Provided entries
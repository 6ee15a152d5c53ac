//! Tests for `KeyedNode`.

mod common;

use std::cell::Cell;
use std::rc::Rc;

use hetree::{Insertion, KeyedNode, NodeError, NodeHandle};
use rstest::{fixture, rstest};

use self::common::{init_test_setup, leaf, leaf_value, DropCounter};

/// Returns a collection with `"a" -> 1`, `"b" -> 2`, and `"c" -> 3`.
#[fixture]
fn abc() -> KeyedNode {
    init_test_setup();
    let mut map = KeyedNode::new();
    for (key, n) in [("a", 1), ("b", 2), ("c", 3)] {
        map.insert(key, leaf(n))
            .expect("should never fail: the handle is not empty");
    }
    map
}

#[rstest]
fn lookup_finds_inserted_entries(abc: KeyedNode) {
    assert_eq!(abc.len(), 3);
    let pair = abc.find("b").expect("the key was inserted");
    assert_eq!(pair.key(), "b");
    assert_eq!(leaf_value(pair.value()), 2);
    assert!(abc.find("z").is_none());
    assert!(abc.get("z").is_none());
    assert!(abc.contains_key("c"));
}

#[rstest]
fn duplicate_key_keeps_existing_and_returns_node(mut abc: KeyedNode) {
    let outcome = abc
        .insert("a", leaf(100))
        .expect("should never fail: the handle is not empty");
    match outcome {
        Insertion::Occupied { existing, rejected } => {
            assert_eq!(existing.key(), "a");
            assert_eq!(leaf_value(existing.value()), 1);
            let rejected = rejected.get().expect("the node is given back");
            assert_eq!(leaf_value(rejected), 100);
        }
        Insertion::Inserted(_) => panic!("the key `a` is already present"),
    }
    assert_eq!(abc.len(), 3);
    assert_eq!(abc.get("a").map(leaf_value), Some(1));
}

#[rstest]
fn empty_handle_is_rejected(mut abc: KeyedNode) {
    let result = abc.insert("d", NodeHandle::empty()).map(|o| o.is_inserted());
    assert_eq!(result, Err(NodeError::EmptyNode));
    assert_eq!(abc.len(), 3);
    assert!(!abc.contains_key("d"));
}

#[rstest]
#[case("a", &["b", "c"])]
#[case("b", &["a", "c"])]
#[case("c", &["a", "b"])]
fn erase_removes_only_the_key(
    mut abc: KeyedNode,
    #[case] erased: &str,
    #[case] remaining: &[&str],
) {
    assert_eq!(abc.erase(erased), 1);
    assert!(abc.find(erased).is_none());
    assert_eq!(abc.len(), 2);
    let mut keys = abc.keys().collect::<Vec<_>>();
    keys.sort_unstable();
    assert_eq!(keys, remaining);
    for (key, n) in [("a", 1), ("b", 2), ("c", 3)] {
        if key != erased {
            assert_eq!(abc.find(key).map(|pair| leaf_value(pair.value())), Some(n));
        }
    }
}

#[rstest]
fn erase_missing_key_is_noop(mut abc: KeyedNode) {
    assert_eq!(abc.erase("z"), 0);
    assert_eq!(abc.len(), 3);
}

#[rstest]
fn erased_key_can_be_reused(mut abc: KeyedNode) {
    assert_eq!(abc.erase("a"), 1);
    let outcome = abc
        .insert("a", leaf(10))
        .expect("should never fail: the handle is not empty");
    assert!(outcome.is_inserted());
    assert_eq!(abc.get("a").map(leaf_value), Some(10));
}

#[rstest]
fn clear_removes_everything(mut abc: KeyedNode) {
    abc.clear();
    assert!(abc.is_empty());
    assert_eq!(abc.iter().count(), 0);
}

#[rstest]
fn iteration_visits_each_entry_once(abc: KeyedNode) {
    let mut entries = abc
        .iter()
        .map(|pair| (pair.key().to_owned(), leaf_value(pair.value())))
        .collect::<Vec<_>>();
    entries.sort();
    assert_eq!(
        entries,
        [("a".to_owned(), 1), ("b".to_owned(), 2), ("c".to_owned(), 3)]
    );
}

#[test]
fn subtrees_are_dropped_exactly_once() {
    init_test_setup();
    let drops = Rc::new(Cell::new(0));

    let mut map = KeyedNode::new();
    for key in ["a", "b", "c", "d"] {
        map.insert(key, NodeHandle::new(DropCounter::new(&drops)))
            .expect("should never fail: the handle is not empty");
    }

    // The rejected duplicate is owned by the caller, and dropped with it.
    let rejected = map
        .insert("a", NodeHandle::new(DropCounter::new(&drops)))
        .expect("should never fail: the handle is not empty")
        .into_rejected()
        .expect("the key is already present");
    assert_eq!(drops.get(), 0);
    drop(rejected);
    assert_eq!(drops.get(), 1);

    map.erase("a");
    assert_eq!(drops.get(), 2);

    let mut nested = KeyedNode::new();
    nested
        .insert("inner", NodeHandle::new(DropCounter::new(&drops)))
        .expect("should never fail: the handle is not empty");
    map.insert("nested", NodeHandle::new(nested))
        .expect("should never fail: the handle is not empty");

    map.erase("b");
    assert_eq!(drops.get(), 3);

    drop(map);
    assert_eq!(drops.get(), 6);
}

Try it
Only the lines from the one with "assert_eq!(drops.get(), 2);" through the final line above belong in the answer, each reproduced word for word.

Solution to this problem
    assert_eq!(drops.get(), 2);

    let mut nested = KeyedNode::new();
    nested
        .insert("inner", NodeHandle::new(DropCounter::new(&drops)))
        .expect("should never fail: the handle is not empty");
    map.insert("nested", NodeHandle::new(nested))
        .expect("should never fail: the handle is not empty");

    map.erase("b");
    assert_eq!(drops.get(), 3);

    drop(map);
    assert_eq!(drops.get(), 6);
}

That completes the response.